Strukturell besteht die grundlegende Schwierigkeit von solchen Mockumentarys, dass wir als Zuschauer alle wissen, worauf die Sache hinausläuft, aber der Showdown (bzw. überhaupt erst der Konflikt mit in diesem Falle Kannibalen) bis in den Schlussakt hinausgezögert werden muss – d.h. die ersten beiden Filmdrittel gibt’s keine nägelbeißende Spannung oder irgendwelche Ruppigkeiten, sondern nur character stuff und mehr oder minder, meist minder, interessante Episoden, die uns hauptsächlich daran erinnern, dass Papua-Neuguinea nicht das ideale Tourismusgebiet ist (I’d gathered that before).

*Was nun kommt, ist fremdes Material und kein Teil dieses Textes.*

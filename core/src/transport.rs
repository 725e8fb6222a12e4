//! The network primitive the fetcher delegates I/O to.
//!
//! # Design
//! `Transport` is the single seam between request shaping and the network.
//! The fetcher never looks past it, so a test double, a recording stub, or
//! a real HTTP client can be dropped in without touching the pipeline.
//!
//! `UreqTransport` is the default. ureq is blocking, so each call runs on
//! tokio's blocking pool; a cancellation token races that task and wins
//! with `TransportError::Cancelled`. A cancelled call stops waiting but the
//! blocking read finishes in the background.
//!
//! Whatever the request interceptors leave in `TransportInit` is sent as is,
//! including a body on GET or DELETE. Response bodies are read in full up to
//! `body_limit`, which is unbounded unless set, and repeated response
//! headers are joined with `", "`.

use std::future::Future;

use tokio_util::sync::CancellationToken;
use tracing::trace;

use crate::error::TransportError;
use crate::http::{Headers, Method, Response, TransportInit};
use crate::interceptor::BoxFuture;

/// Injectable fetch-like primitive: `(url, init) -> Response`.
///
/// Contract:
/// - Must report any HTTP status as a `Response`, success or not.
/// - Fails only when no response could be obtained.
pub trait Transport: Send + Sync + 'static {
    fn fetch(&self, url: String, init: TransportInit) -> BoxFuture<'_, Result<Response, TransportError>>;
}

impl<F, Fut> Transport for F
where
    F: Fn(String, TransportInit) -> Fut + Send + Sync + 'static,
    Fut: Future<Output = Result<Response, TransportError>> + Send + 'static,
{
    fn fetch(&self, url: String, init: TransportInit) -> BoxFuture<'_, Result<Response, TransportError>> {
        Box::pin(self(url, init))
    }
}

/// Blocking HTTP transport backed by a `ureq::Agent`.
#[derive(Clone)]
pub struct UreqTransport {
    agent: ureq::Agent,
    body_limit: u64,
}

impl UreqTransport {
    /// Wrap an existing agent. The agent must be built with
    /// `http_status_as_error(false)` so 4xx/5xx come back as responses.
    pub fn new(agent: ureq::Agent) -> Self {
        Self {
            agent,
            body_limit: u64::MAX,
        }
    }

    /// Cap on how many response body bytes are buffered. A larger body
    /// fails the call with a `TransportError`. Defaults to no cap.
    pub fn with_body_limit(mut self, body_limit: u64) -> Self {
        self.body_limit = body_limit;
        self
    }
}

impl Default for UreqTransport {
    fn default() -> Self {
        let agent = ureq::Agent::config_builder()
            .http_status_as_error(false)
            .build()
            .new_agent();
        Self::new(agent)
    }
}

impl Transport for UreqTransport {
    fn fetch(&self, url: String, init: TransportInit) -> BoxFuture<'_, Result<Response, TransportError>> {
        let agent = self.agent.clone();
        let body_limit = self.body_limit;
        Box::pin(async move {
            let signal = init.signal.clone();
            if signal.as_ref().is_some_and(CancellationToken::is_cancelled) {
                return Err(TransportError::Cancelled);
            }
            if init.cache.is_some() || !init.extensions.is_empty() {
                trace!("ureq transport ignores cache policy and extensions");
            }

            let task = tokio::task::spawn_blocking(move || execute(&agent, &url, &init, body_limit));
            let joined = match signal {
                Some(token) => tokio::select! {
                    biased;
                    _ = token.cancelled() => return Err(TransportError::Cancelled),
                    joined = task => joined,
                },
                None => task.await,
            };
            joined.map_err(TransportError::new)?
        })
    }
}

fn with_headers<B>(mut builder: ureq::RequestBuilder<B>, headers: &Headers) -> ureq::RequestBuilder<B> {
    for (name, value) in headers.iter() {
        builder = builder.header(name, value);
    }
    builder
}

/// Execute one request with ureq and buffer the response.
fn execute(
    agent: &ureq::Agent,
    url: &str,
    init: &TransportInit,
    body_limit: u64,
) -> Result<Response, TransportError> {
    let headers = &init.headers;
    let body = init.body.as_deref();

    let mut response = match (init.method, body) {
        (Method::Get, Some(body)) => with_headers(agent.get(url), headers)
            .force_send_body()
            .send(body.as_bytes()),
        (Method::Get, None) => with_headers(agent.get(url), headers).call(),
        (Method::Delete, Some(body)) => with_headers(agent.delete(url), headers)
            .force_send_body()
            .send(body.as_bytes()),
        (Method::Delete, None) => with_headers(agent.delete(url), headers).call(),
        (Method::Post, Some(body)) => with_headers(agent.post(url), headers).send(body.as_bytes()),
        (Method::Post, None) => with_headers(agent.post(url), headers).send_empty(),
        (Method::Put, Some(body)) => with_headers(agent.put(url), headers).send(body.as_bytes()),
        (Method::Put, None) => with_headers(agent.put(url), headers).send_empty(),
        (Method::Patch, Some(body)) => with_headers(agent.patch(url), headers).send(body.as_bytes()),
        (Method::Patch, None) => with_headers(agent.patch(url), headers).send_empty(),
    }
    .map_err(TransportError::new)?;

    let status = response.status();
    let mut response_headers = Headers::new();
    for (name, value) in response.headers() {
        if let Ok(value) = value.to_str() {
            response_headers.append(name.as_str(), value);
        }
    }
    let body = response
        .body_mut()
        .with_config()
        .limit(body_limit)
        .read_to_vec()
        .map_err(TransportError::new)?;

    Ok(Response::new(status.as_u16(), body)
        .with_status_text(status.canonical_reason().unwrap_or_default())
        .with_headers(response_headers))
}
use tokio::net::TcpListener;
use tracing_subscriber::EnvFilter;

#[tokio::main]
async fn main() -> Result<(), std::io::Error> {
    tracing_subscriber::fmt()
        .with_env_filter(EnvFilter::try_from_default_env().unwrap_or_else(|_| EnvFilter::new("info")))
        .init();

    let port = std::env::var("PORT").unwrap_or_else(|_| "3000".to_string());
    let addr = format!("127.0.0.1:{port}");
    let listener = TcpListener::bind(&addr).await?;
    mock_server::run(listener).await
}
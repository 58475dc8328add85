use embedded_hal::digital;

use crate::calibration::Axis;

pub type Result<T, E> = ::core::result::Result<T, Error<E>>;

#[derive(Debug, Clone, Copy, PartialEq, Eq, thiserror::Error)]
pub enum CalibrationError {
    #[error("{axis:?} raw bounds are empty: max ({max}) must be greater than min ({min})")]
    EmptyRange { axis: Axis, min: u16, max: u16 },
    #[error("screen size must be non-zero, got {width}x{height}")]
    ZeroSize { width: u16, height: u16 },
}

/// Driver error, generic over the SPI transport's own error type.
#[derive(Debug, thiserror::Error)]
pub enum Error<E> {
    #[error("SPI bus error: {0:?}")]
    Bus(E),
    #[error("chip select pin error: {0}")]
    ChipSelect(digital::ErrorKind),
    #[error("pen interrupt pin error: {0}")]
    PenIrq(digital::ErrorKind),
    #[error(transparent)]
    Calibration(#[from] CalibrationError),
}

impl<E> Error<E> {
    pub(crate) fn chip_select<P: digital::Error>(err: P) -> Self {
        Self::ChipSelect(err.kind())
    }

    pub(crate) fn pen_irq<P: digital::Error>(err: P) -> Self {
        Self::PenIrq(err.kind())
    }
}
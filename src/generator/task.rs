//! Task Declarations
//!
//! Wraps a synthesized command in a complete `task` block with its input
//! declarations, output expressions and runtime attributes.

use log::debug;

use crate::workflow::model::{Requirement, StructDefinition, TaskDefinition};

use super::command::CommandSynthesizer;
use super::{indent_block, RenderOptions, INDENT};

/// Renders a full `task NAME { ... }` declaration.
///
/// The `runtime` block is left out when no requirement maps to a runtime
/// attribute.
pub fn render_task(
    task: &TaskDefinition,
    structs: &[StructDefinition],
    options: &RenderOptions,
) -> String {
    let synthesizer = CommandSynthesizer::new(options.clone());
    render_task_with(task, structs, &synthesizer)
}

/// Renders a task with an already configured synthesizer.
pub fn render_task_with(
    task: &TaskDefinition,
    structs: &[StructDefinition],
    synthesizer: &CommandSynthesizer,
) -> String {
    debug!("Rendering task '{}'", task.name);

    let body_indent = INDENT.repeat(2);
    let command = synthesizer.synthesize(&task.command, &task.requirements, structs);

    let mut out = format!("task {} {{\n", task.name);

    for input in &task.inputs {
        out.push_str(&format!("{}{}\n", INDENT, input.declaration()));
    }
    if !task.inputs.is_empty() {
        out.push('\n');
    }

    out.push_str(&format!("{}command {{\n", INDENT));
    out.push_str(&indent_block(&command, &body_indent));
    out.push_str(&format!("\n{}}}\n", INDENT));

    out.push_str(&format!("\n{}output {{\n", INDENT));
    for output in &task.outputs {
        out.push_str(&format!(
            "{}{} {} = {}\n",
            body_indent, output.variable_type, output.name, output.output
        ));
    }
    out.push_str(&format!("{}}}\n", INDENT));

    let runtime = runtime_entries(&task.requirements);
    if runtime.is_empty() {
        debug!("Task '{}' has no runtime attributes", task.name);
    } else {
        out.push_str(&format!("\n{}runtime {{\n", INDENT));
        for entry in runtime {
            out.push_str(&format!("{}{}\n", body_indent, entry));
        }
        out.push_str(&format!("{}}}\n", INDENT));
    }

    out.push('}');
    out
}

/// `key: 'value'` lines for every runtime requirement.
///
/// Requirements without a type or value, and environment variables, are
/// not runtime attributes.
fn runtime_entries(requirements: &[Requirement]) -> Vec<String> {
    requirements
        .iter()
        .filter(|req| !req.is_env_var())
        .filter_map(|req| match (&req.requirement_type, &req.value) {
            (Some(kind), Some(value)) => Some(format!("{}: '{}'", kind, value)),
            _ => None,
        })
        .collect()
}
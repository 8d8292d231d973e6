//! Descriptor Loading
//!
//! Reads already-parsed descriptor documents from YAML or JSON files.
//! The format is chosen from the file extension: `.json` is read as JSON,
//! everything else as YAML.

use std::fs;
use std::path::Path;

use log::{debug, info};

use crate::error::LoadError;

use super::model::Document;

/// Serialization format of a descriptor file.
#[derive(Debug, Clone, Copy, PartialEq, Eq)]
pub enum Format {
    Yaml,
    Json,
}

impl Format {
    /// Picks the format from a path's extension.
    pub fn from_path(path: &str) -> Self {
        match Path::new(path).extension().and_then(|e| e.to_str()) {
            Some(ext) if ext.eq_ignore_ascii_case("json") => Self::Json,
            _ => Self::Yaml,
        }
    }
}

/// Loads a descriptor document from a file.
///
/// # Example
///
/// ```rust,no_run
/// use wdlforge::workflow::load_document;
///
/// fn main() -> Result<(), Box<dyn std::error::Error>> {
///     let document = load_document("pipeline.yaml")?;
///     println!("Loaded '{}'", document.name());
///     Ok(())
/// }
/// ```
pub fn load_document(path: &str) -> Result<Document, LoadError> {
    info!("Loading descriptors from: {}", path);

    let content = fs::read_to_string(path).map_err(|source| LoadError::Io {
        path: path.to_string(),
        source,
    })?;

    debug!("Descriptor content loaded ({} bytes)", content.len());

    let document = parse_document(&content, Format::from_path(path))?;
    info!("Parsed descriptor document '{}'", document.name());
    Ok(document)
}

/// Parses descriptor text in the given format.
pub fn parse_document(text: &str, format: Format) -> Result<Document, LoadError> {
    let document: Document = match format {
        Format::Yaml => serde_yaml::from_str(text)?,
        Format::Json => serde_json::from_str(text)?,
    };
    Ok(document)
}

/// Saves a descriptor document, in the format implied by `path`.
pub fn save_document(document: &Document, path: &str) -> Result<(), LoadError> {
    let content = match Format::from_path(path) {
        Format::Yaml => serde_yaml::to_string(document)?,
        Format::Json => serde_json::to_string_pretty(document)?,
    };
    fs::write(path, content).map_err(|source| LoadError::Io {
        path: path.to_string(),
        source,
    })?;
    info!("Descriptors saved to: {}", path);
    Ok(())
}
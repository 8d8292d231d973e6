//! wdlforge CLI Entry Point
//!
//! Provides command-line interface for WDL generation.
//!
//! # Usage
//!
//! ```bash
//! # Print the generated WDL to stdout
//! wdlforge workflow.yaml
//!
//! # Write it to a file
//! wdlforge workflow.yaml --output workflow.wdl
//!
//! # Prepend environment variables in declaration order
//! wdlforge workflow.yaml --env-order declared
//!
//! # Fail on descriptor diagnostics
//! wdlforge workflow.json --strict
//! ```

use std::fs;
use std::path::PathBuf;
use std::process::ExitCode;

use colored::Colorize;
use log::{error, info, warn};

use wdlforge::generator::{render_document, EnvVarOrder, RenderOptions};
use wdlforge::workflow::loader::load_document;
use wdlforge::workflow::validator::validate_document;
use wdlforge::{APP_NAME, VERSION};

/// Default descriptor file used when none is specified.
const DEFAULT_DESCRIPTOR: &str = "workflow.yaml";

/// Default width of command line continuation indentation.
const DEFAULT_INDENT: usize = 4;

/// Command-line configuration parsed from arguments.
#[derive(Debug)]
struct Config {
    descriptor_path: String,
    output_path: Option<PathBuf>,
    env_var_order: EnvVarOrder,
    indent: usize,
    strict: bool,
    verbose: bool,
}

impl Default for Config {
    fn default() -> Self {
        Self {
            descriptor_path: DEFAULT_DESCRIPTOR.to_string(),
            output_path: None,
            env_var_order: EnvVarOrder::default(),
            indent: DEFAULT_INDENT,
            strict: false,
            verbose: false,
        }
    }
}

impl Config {
    fn render_options(&self) -> RenderOptions {
        RenderOptions::default()
            .with_continuation_width(self.indent)
            .with_env_var_order(self.env_var_order)
    }
}

/// Configures the logging system with appropriate formatting.
///
/// Logs go to stderr so generated WDL on stdout stays clean.
fn setup_logging(verbose: bool) {
    let level = if verbose { "debug" } else { "info" };

    env_logger::Builder::from_env(env_logger::Env::default().default_filter_or(level))
        .format(|buf, record| {
            use std::io::Write;

            match record.level() {
                log::Level::Warn | log::Level::Error => {
                    writeln!(buf, "[{}] {}", record.level(), record.args())
                }
                _ => writeln!(buf, "{}", record.args()),
            }
        })
        .init();
}

/// Prints the application banner with version information.
fn print_banner() {
    eprintln!();
    eprintln!("{} v{}", APP_NAME.bold(), VERSION);
    eprintln!("WDL Source Generator");
    eprintln!();
}

/// Builds the usage text.
fn usage_text() -> String {
    format!(
        "\
Usage: wdlforge [OPTIONS] <DESCRIPTOR_FILE>

Arguments:
  <DESCRIPTOR_FILE>   Path to descriptor YAML or JSON file

Options:
  -o, --output PATH   Write generated WDL to PATH instead of stdout
  --env-order ORDER   Environment variable order: reversed (default) or declared
  --indent N          Command continuation indent width (default: {})
  --strict            Treat descriptor diagnostics as errors
  --verbose           Enable debug logging
  --help              Show this help message
  --version           Show version information

Examples:
  wdlforge pipeline.yaml
  wdlforge pipeline.yaml --output pipeline.wdl
  wdlforge tool.json --env-order declared --indent 8",
        DEFAULT_INDENT
    )
}

/// Parses command-line arguments into a Config struct.
fn parse_arguments(args: &[String]) -> Result<Config, String> {
    let mut config = Config::default();
    let mut positional_index = 0;
    let mut i = 1; // Skip program name

    while i < args.len() {
        let arg = &args[i];

        match arg.as_str() {
            "--help" | "-h" => {
                println!("{}", usage_text());
                std::process::exit(0);
            }
            "--version" | "-V" => {
                println!("{} {}", APP_NAME, VERSION);
                std::process::exit(0);
            }
            "--strict" => {
                config.strict = true;
            }
            "--verbose" | "-v" => {
                config.verbose = true;
            }
            "--output" | "-o" => {
                i += 1;
                if i >= args.len() {
                    return Err("--output requires a path argument".to_string());
                }
                config.output_path = Some(PathBuf::from(&args[i]));
            }
            "--env-order" => {
                i += 1;
                if i >= args.len() {
                    return Err("--env-order requires 'reversed' or 'declared'".to_string());
                }
                config.env_var_order = args[i].parse()?;
            }
            "--indent" => {
                i += 1;
                if i >= args.len() {
                    return Err("--indent requires a number argument".to_string());
                }
                config.indent = args[i]
                    .parse()
                    .map_err(|_| format!("Invalid indent value: {}", args[i]))?;
            }
            arg if arg.starts_with('-') => {
                return Err(format!("Unknown option: {}", arg));
            }
            _ => {
                match positional_index {
                    0 => config.descriptor_path = arg.clone(),
                    _ => return Err(format!("Unexpected argument: {}", arg)),
                }
                positional_index += 1;
            }
        }
        i += 1;
    }

    Ok(config)
}

/// Main application entry point.
fn run() -> Result<(), Box<dyn std::error::Error>> {
    let args: Vec<String> = std::env::args().collect();

    let config = parse_arguments(&args).map_err(|e| {
        eprintln!("Error: {}", e);
        eprintln!();
        eprintln!("{}", usage_text());
        e
    })?;

    setup_logging(config.verbose);
    print_banner();

    let document = load_document(&config.descriptor_path).map_err(|e| {
        error!("Failed to load descriptors: {}", e);
        format!(
            "Could not load descriptors from '{}': {}",
            config.descriptor_path, e
        )
    })?;

    let diagnostics = validate_document(&document);
    for diagnostic in &diagnostics {
        warn!("{}", diagnostic);
    }
    if config.strict && !diagnostics.is_empty() {
        return Err(format!(
            "{} descriptor diagnostics reported in strict mode",
            diagnostics.len()
        )
        .into());
    }

    let generated = render_document(&document, &config.render_options());
    info!(
        "Generated '{}' ({} steps consumed)",
        document.name(),
        generated.task_ids.len()
    );

    match &config.output_path {
        Some(path) => {
            fs::write(path, &generated.text)?;
            eprintln!("{} {}", "Wrote".green().bold(), path.display());
        }
        None => print!("{}", generated.text),
    }

    Ok(())
}

fn main() -> ExitCode {
    match run() {
        Ok(()) => ExitCode::SUCCESS,
        Err(e) => {
            eprintln!();
            eprintln!("{} {}", "Error:".red().bold(), e);
            ExitCode::FAILURE
        }
    }
}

Wie üblich verfehlen die Blair-Witch-Kopisten auch noch dessen zentrales Erfolgsgeheimnis (ich erwähnte es schon im Review zu „St. Francisville Experiment“) – wir hatten vier klar definierbare Perspektiven, weil jeder der Charaktere seine eigene Kamera und damit seine eigene „Bildsprache“ hat. Hier haben wir zwei Kameras (pro Pärchen eins), aber die „Bildsprache“ ist identisch: man weiß oft nicht, aus wessen Perspektive gerade gefilmt wird – und da darüber hinaus der Schnitt viel zu glatt, zu „polished“ ist, wird die Illusion von „rohem“ Videomaterial gnadenlos zerstört (da wird dann schon lustig mit Schuss-Gegenschuss gearbeitet, was aus der Situation der Charaktere gar nicht funktionieren kann, weil sie angeblich von der selben Kamera gefilmt werden). Deswegen meine obige Anmerkung: der Film gewinnt nichts aus dem „dokumentarischen“ Flair, weil er das nicht richtig durchzieht; für aneinandergestoppelte „wilde“ Aufnahmen ist alles zu edel, zu gutes Filmmaterial (und merke: ein paar Tropfen Spritzwasser auf der Linse do a successful mockumentary not make), die Kameraeinstellungen sind zu perfekt, wirken nicht authentisch – wird jemand, der gerade einen Freund aufgespießt gefunden hat, geradezu liebevoll die Leiche abfilmen, damit wir auch ja alle blutigen Details erkennen können? Und, wo ich gerade dabei bin, die Dialoge wirken auch nicht immer natürlich.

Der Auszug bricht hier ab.